He’s been DJ-ing for 16 years, but surprisingly, did not get round to releasing an album in his primary performing guise until 2004, the same year as Su. This is Fusion Monster, the title taken from a negative article about him in a Turkish newspaper; he astutely turns the criticism into a positive. Fusion Monster is the heavily dominating techno of Arkin Allen, more frenetic and compulsive than Mercan Dede, but he is unmistakably there, at the same time familiar and unfamiliar in the circular amassing sound. He still enthusiastic about the DJ part of his life and he continues to perform to large audiences, most notably in July 2004 at the Concert of Colours Diversity Festival in Detroit on the main
stage to a crowd of half a million.
But whatever the size of the gig, from behind his decks he likes to watch the reactions of the audience, they provide him with a performance. On a superficial level, as either Mercan Dede or Arkin Allen, his music could be pigeonholed as dance, ambient, fusion, but there is a depth far beyond the decks and tracks of the DJ in him; there’s an intelligence to the organization of the sound, an intensity, an involvement, a sense of place that isn’t where you are physically, you’re taken into another landscape, the sound moves you and gets inside you whether you are receptive to its spiritual dimension or not and in this it undeniably succeeds as Sufi music.
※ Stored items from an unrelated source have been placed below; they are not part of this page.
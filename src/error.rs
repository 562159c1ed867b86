use std::io;

/// Errors produced by the network engine.
#[derive(Debug, thiserror::Error)]
pub enum NetworkError {
    /// A vector or accumulator does not match the width the topology expects.
    #[error("shape mismatch for {what}: got {got}, expected {expected}")]
    InvalidShape {
        /// Human-readable context for the mismatch (e.g. "input", "target").
        what: &'static str,
        /// Observed length.
        got: usize,
        /// Expected length.
        expected: usize,
    },

    /// The layer widths cannot describe a network.
    #[error("invalid topology: {0}")]
    InvalidTopology(String),

    /// Learning rates, decay factors and floors must be finite and positive.
    #[error("invalid learning rate: {0}")]
    InvalidLearningRate(f64),

    /// A checkpoint's byte length does not match the topology it is loaded into.
    #[error("corrupt checkpoint: expected {expected} bytes, got {got}")]
    CorruptCheckpoint {
        /// Byte length implied by the topology.
        expected: usize,
        /// Byte length actually present.
        got: usize,
    },

    /// A headered checkpoint was written for a different topology.
    #[error("checkpoint topology {found:?} does not match network topology {expected:?}")]
    TopologyMismatch {
        /// Widths of the network being loaded into.
        expected: Vec<usize>,
        /// Widths recorded in the checkpoint header.
        found: Vec<usize>,
    },

    #[error("unsupported checkpoint version {0}")]
    UnsupportedCheckpointVersion(u32),

    /// The output error or loss became NaN or infinite.
    #[error("numerical instability: non-finite gradient or loss")]
    NumericalInstability,

    #[error("io error: {0}")]
    Io(#[from] io::Error),

    #[error("config error: {0}")]
    Config(#[from] serde_json::Error),
}

pub type Result<T> = std::result::Result<T, NetworkError>;
pub mod matrix;
pub mod vector;

pub use matrix::Matrix;
pub mod backprop;
pub mod checkpoint;
pub mod gradients;
pub mod network;
pub mod output;
pub mod spec;
pub mod topology;

pub use checkpoint::CheckpointFormat;
pub use gradients::Gradients;
pub use network::{ForwardTrace, Network};
pub use output::{Linear, OutputMode, ReferenceSoftmax, Softmax};
pub use spec::NetworkSpec;
pub use topology::Topology;
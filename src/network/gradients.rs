use crate::error::{NetworkError, Result};
use crate::math::{vector, Matrix};
use crate::network::topology::Topology;

/// Summed gradients for every weight matrix and bias vector of a network.
///
/// Backpropagation only ever adds into these buffers; they return to zero
/// when applied. A `Gradients` value can live outside the network, which
/// lets several workers accumulate independently and merge afterwards.
#[derive(Debug, Clone, Default, PartialEq)]
pub struct Gradients {
    weights: Vec<Matrix>,
    biases: Vec<Vec<f64>>,
}

impl Gradients {
    pub fn zeros(topology: &Topology) -> Gradients {
        let (weights, biases) = (0..topology.num_transitions())
            .map(|i| {
                let (rows, cols) = topology.weight_shape(i);
                (Matrix::zeros(rows, cols), vec![0.0; rows])
            })
            .unzip();
        Gradients { weights, biases }
    }

    pub fn weights(&self, layer: usize) -> &Matrix {
        &self.weights[layer]
    }

    pub fn biases(&self, layer: usize) -> &[f64] {
        &self.biases[layer]
    }

    pub(crate) fn layers(&self) -> impl Iterator<Item = (&Matrix, &Vec<f64>)> {
        self.weights.iter().zip(&self.biases)
    }

    /// True when every accumulated value is exactly zero.
    pub fn is_zero(&self) -> bool {
        self.weights.iter().all(|w| w.data.iter().flatten().all(|&x| x == 0.0))
            && self.biases.iter().flatten().all(|&x| x == 0.0)
    }

    pub fn reset(&mut self) {
        self.weights.iter_mut().for_each(|w| w.fill(0.0));
        self.biases.iter_mut().for_each(|b| b.fill(0.0));
    }

    /// Whether these buffers have the shapes `topology` implies.
    pub fn matches(&self, topology: &Topology) -> bool {
        self.weights.len() == topology.num_transitions()
            && self
                .weights
                .iter()
                .enumerate()
                .all(|(i, w)| w.shape() == topology.weight_shape(i))
            && self.biases.iter().zip(&self.weights).all(|(b, w)| b.len() == w.rows)
    }

    /// Adds another shard into this one.
    pub fn merge(&mut self, other: &Gradients) -> Result<()> {
        if self.weights.len() != other.weights.len() {
            return Err(NetworkError::InvalidShape {
                what: "gradient layers",
                got: other.weights.len(),
                expected: self.weights.len(),
            });
        }
        for (mine, theirs) in self.weights.iter().zip(&other.weights) {
            if mine.shape() != theirs.shape() {
                return Err(NetworkError::InvalidShape {
                    what: "gradient weights",
                    got: theirs.len(),
                    expected: mine.len(),
                });
            }
        }
        for (mine, theirs) in self.weights.iter_mut().zip(&other.weights) {
            mine.add_assign(theirs);
        }
        for (mine, theirs) in self.biases.iter_mut().zip(&other.biases) {
            vector::add_assign(mine, theirs);
        }
        Ok(())
    }

    /// `bias[layer] += delta`, `weights[layer] += delta ⊗ previous`.
    pub(crate) fn accumulate(&mut self, layer: usize, delta: &[f64], previous: &[f64]) {
        vector::add_assign(&mut self.biases[layer], delta);
        self.weights[layer].add_outer(delta, previous);
    }
}
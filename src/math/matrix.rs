use rand::Rng;
use serde::{Serialize, Deserialize};

/// Dense row-major matrix of `f64`.
///
/// `data[r][c]` holds row `r`, column `c`. Every row has exactly `cols`
/// elements.
#[derive(Debug, Clone, PartialEq, Serialize, Deserialize)]
pub struct Matrix{
    pub rows: usize,
    pub cols: usize,
    pub data: Vec<Vec<f64>>
}

impl Matrix{
    pub fn zeros(rows: usize, cols: usize) -> Matrix {
        Matrix::filled(rows, cols, 0.0)
    }

    pub fn filled(rows: usize, cols: usize, value: f64) -> Matrix {
        Matrix{
            rows,
            cols,
            data: vec![vec![value; cols]; rows]
        }
    }

    /// Samples every element uniformly from [-1, 1).
    pub fn random<R: Rng + ?Sized>(rows: usize, cols: usize, rng: &mut R) -> Matrix {
        let mut res = Matrix::zeros(rows, cols);

        for row in res.data.iter_mut() {
            for x in row.iter_mut() {
                *x = rng.gen::<f64>() * 2.0 - 1.0;
            }
        }

        res
    }

    /// Builds a matrix from rows. Returns `None` if the rows are empty or ragged.
    pub fn from_data(data: Vec<Vec<f64>>) -> Option<Matrix> {
        let cols = data.first()?.len();
        if data.iter().any(|row| row.len() != cols) {
            return None;
        }
        Some(Matrix {
            rows: data.len(),
            cols,
            data
        })
    }

    /// Rebuilds a matrix from values laid out column by column.
    /// `values.len()` must equal `rows * cols`.
    pub fn from_column_major(rows: usize, cols: usize, values: &[f64]) -> Option<Matrix> {
        if values.len() != rows * cols {
            return None;
        }
        let mut res = Matrix::zeros(rows, cols);
        for (c, column) in values.chunks(rows.max(1)).enumerate().take(cols) {
            for (r, &x) in column.iter().enumerate() {
                res.data[r][c] = x;
            }
        }
        Some(res)
    }

    /// Iterates the elements column by column.
    pub fn iter_column_major(&self) -> impl Iterator<Item = f64> + '_ {
        (0..self.cols).flat_map(move |c| self.data.iter().map(move |row| row[c]))
    }

    pub fn map<F>(&self, functor: F) -> Matrix
    where
        F: Fn(f64) -> f64,
    {
        Matrix {
            rows: self.rows,
            cols: self.cols,
            data: self.data
                .iter()
                .map(|row| row.iter().map(|&x| functor(x)).collect())
                .collect()
        }
    }

    /// `self · v`, with `v.len() == self.cols`.
    pub fn mul_vec(&self, v: &[f64]) -> Vec<f64> {
        debug_assert_eq!(v.len(), self.cols);
        self.data.iter()
            .map(|row| row.iter().zip(v).map(|(w, x)| w * x).sum())
            .collect()
    }

    /// `selfᵗ · v`, with `v.len() == self.rows`.
    pub fn transpose_mul_vec(&self, v: &[f64]) -> Vec<f64> {
        debug_assert_eq!(v.len(), self.rows);
        let mut res = vec![0.0; self.cols];
        for (row, &scale) in self.data.iter().zip(v) {
            for (acc, w) in res.iter_mut().zip(row) {
                *acc += w * scale;
            }
        }
        res
    }

    /// `self += u ⊗ v` where `u` indexes rows and `v` indexes columns.
    pub fn add_outer(&mut self, u: &[f64], v: &[f64]) {
        debug_assert_eq!(u.len(), self.rows);
        debug_assert_eq!(v.len(), self.cols);
        for (row, &scale) in self.data.iter_mut().zip(u) {
            for (x, &y) in row.iter_mut().zip(v) {
                *x += scale * y;
            }
        }
    }

    /// `self += alpha * other`.
    pub fn scaled_add(&mut self, alpha: f64, other: &Matrix) {
        debug_assert_eq!((self.rows, self.cols), (other.rows, other.cols));
        for (row, other_row) in self.data.iter_mut().zip(&other.data) {
            for (x, y) in row.iter_mut().zip(other_row) {
                *x += alpha * y;
            }
        }
    }

    /// Element-wise `self += other`.
    pub fn add_assign(&mut self, other: &Matrix) {
        self.scaled_add(1.0, other);
    }

    pub fn fill(&mut self, value: f64) {
        self.data.iter_mut().for_each(|row| row.fill(value));
    }

    pub fn shape(&self) -> (usize, usize) {
        (self.rows, self.cols)
    }

    pub fn len(&self) -> usize {
        self.rows * self.cols
    }

    pub fn is_empty(&self) -> bool {
        self.len() == 0
    }
}

impl Default for Matrix {
    fn default() -> Self {
        Matrix { rows: 0, cols: 0, data: vec![] }
    }
}
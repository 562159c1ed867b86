use log::info;
use serde::{Deserialize, Serialize};

use crate::error::{NetworkError, Result};

pub const DEFAULT_LEARNING_RATE: f64 = 1e-4;
pub const DEFAULT_DECAY_FACTOR: f64 = 10.0;
pub const DEFAULT_FLOOR: f64 = f64::MIN_POSITIVE;

/// Step size applied to accumulated gradients, with its decay policy.
///
/// Each [`decay`](LearningRate::decay) divides the value by `decay_factor`
/// but never takes it below `floor`.
#[derive(Debug, Clone, Copy, PartialEq, Serialize, Deserialize)]
#[serde(default)]
pub struct LearningRate {
    value: f64,
    decay_factor: f64,
    floor: f64,
}

fn check_positive(x: f64) -> Result<f64> {
    if x.is_finite() && x > 0.0 {
        Ok(x)
    } else {
        Err(NetworkError::InvalidLearningRate(x))
    }
}

impl LearningRate {
    pub fn new(value: f64) -> Result<Self> {
        Ok(LearningRate { value: check_positive(value)?, ..Default::default() })
    }

    /// Replaces the decay factor and floor. The factor must exceed 1 and the
    /// floor must not exceed the current value.
    pub fn with_decay(self, decay_factor: f64, floor: f64) -> Result<Self> {
        if !(decay_factor.is_finite() && decay_factor > 1.0) {
            return Err(NetworkError::InvalidLearningRate(decay_factor));
        }
        let floor = check_positive(floor)?;
        if floor > self.value {
            return Err(NetworkError::InvalidLearningRate(floor));
        }
        Ok(LearningRate { decay_factor, floor, ..self })
    }

    pub fn value(&self) -> f64 {
        self.value
    }

    pub fn decay_factor(&self) -> f64 {
        self.decay_factor
    }

    pub fn floor(&self) -> f64 {
        self.floor
    }

    pub fn set(&mut self, value: f64) -> Result<()> {
        self.value = check_positive(value)?;
        Ok(())
    }

    /// Divides the rate by the decay factor, clamped at the floor, and
    /// returns the new value. A rate already below the floor (via `set`)
    /// is left unchanged.
    pub fn decay(&mut self) -> f64 {
        self.value = (self.value / self.decay_factor).max(self.floor).min(self.value);
        info!("learning rate is now {:e}", self.value);
        self.value
    }

    /// Checks values that came from a config file.
    pub fn validate(&self) -> Result<()> {
        check_positive(self.value)?;
        self.with_decay(self.decay_factor, self.floor)?;
        Ok(())
    }
}

impl Default for LearningRate {
    fn default() -> Self {
        LearningRate {
            value: DEFAULT_LEARNING_RATE,
            decay_factor: DEFAULT_DECAY_FACTOR,
            floor: DEFAULT_FLOOR,
        }
    }
}
use ferrite_mlp::{LeakyRelu, LearningRate, Linear, Network, Topology};

fn main() -> ferrite_mlp::Result<()> {
    env_logger::init();

    let topology = Topology::new(vec![2, 8, 1])?;
    let mut network: Network<LeakyRelu, Linear> = Network::new(topology, LeakyRelu::default())
        .with_learning_rate(LearningRate::new(0.05)?);

    let inputs = vec![
        vec![1.0, 0.0],
        vec![1.0, 1.0],
        vec![0.0, 1.0],
        vec![0.0, 0.0],
    ];
    let expected_outputs = vec![
        vec![1.0],
        vec![0.0],
        vec![1.0],
        vec![0.0],
    ];

    let epochs = 10000;

    for epoch in 0..epochs {
        let mut loss = 0.0;
        for (input, expected) in inputs.iter().zip(&expected_outputs) {
            loss += network.train_step(input, expected, true)?.unwrap_or(0.0);
        }
        network.apply_accumulated();
        if epoch % 1000 == 0 {
            println!("Epoch {epoch}: loss = {loss:.6}");
        }
    }

    for input in &inputs {
        println!("Input: {:?} -> Output: {:.4}", input, network.infer(input)?[0]);
    }
    Ok(())
}
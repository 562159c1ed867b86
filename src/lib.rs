pub mod math;
pub mod activation;
pub mod error;
pub mod network;
pub mod optim;
pub mod train;

// Convenience re-exports
pub use math::matrix::Matrix;
pub use math::vector::{argmax, one_hot};
pub use activation::{Activation, ActivationFunction, LeakyRelu, Relu};
pub use error::{NetworkError, Result};
pub use network::{
    CheckpointFormat, ForwardTrace, Gradients, Linear, Network, NetworkSpec, OutputMode,
    ReferenceSoftmax, Softmax, Topology,
};
pub use optim::{LearningRate, LossPlateau};
pub use train::{evaluate, train_loop, EpochStats, TrainConfig};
He toured England in June this year [2005], the first Turkish musician to do so, albeit restricted to the south; Salisbury, Bristol, Brighton, Kentish Town Forum in London, where I see his concert before he traveled on to the Wytchwood Festival, Cheltenham. I thought I knew what to expect from a Mercan Dede concert ~ a friend had emailed me from Seattle after he had performed there in May and was still in a state of euphoric shock, people had left the concert weeping for the joy of it ~ but nothing can prepare you for the experience, any description is going to be totally inadequate, even in Kentish Town the spectacle of it involves and engulfs you. A compact version of his ensemble was on stage, only six musicians including himself, brought together for this tour, but the sound still achieved the overwhelming power of his albums. Most eminent of these musicians was Goskel Baktagir.
Mercan was quick to point out that Goskel is more famous than he in Turkey; known as ‘the father of the kanun’ with at least 13 albums to his name, he is a highly respected performer and teacher of the instrument, and Mercan also tells me with shy pride that the kanun, or zither, is the forerunner of the piano.
It is Goskel’s melodic and liquid sound that we hear on Nar and Su. Also on stage are three impressive young musicians: Aykut Sutoolu a 16 year old clarinet and trumpet player from a gypsy family and two young percussionists with the skills and virtuosity of much longer life times, Huseyin Ceylan, 19 years old and Memduh Akatay, a mere 15 years old.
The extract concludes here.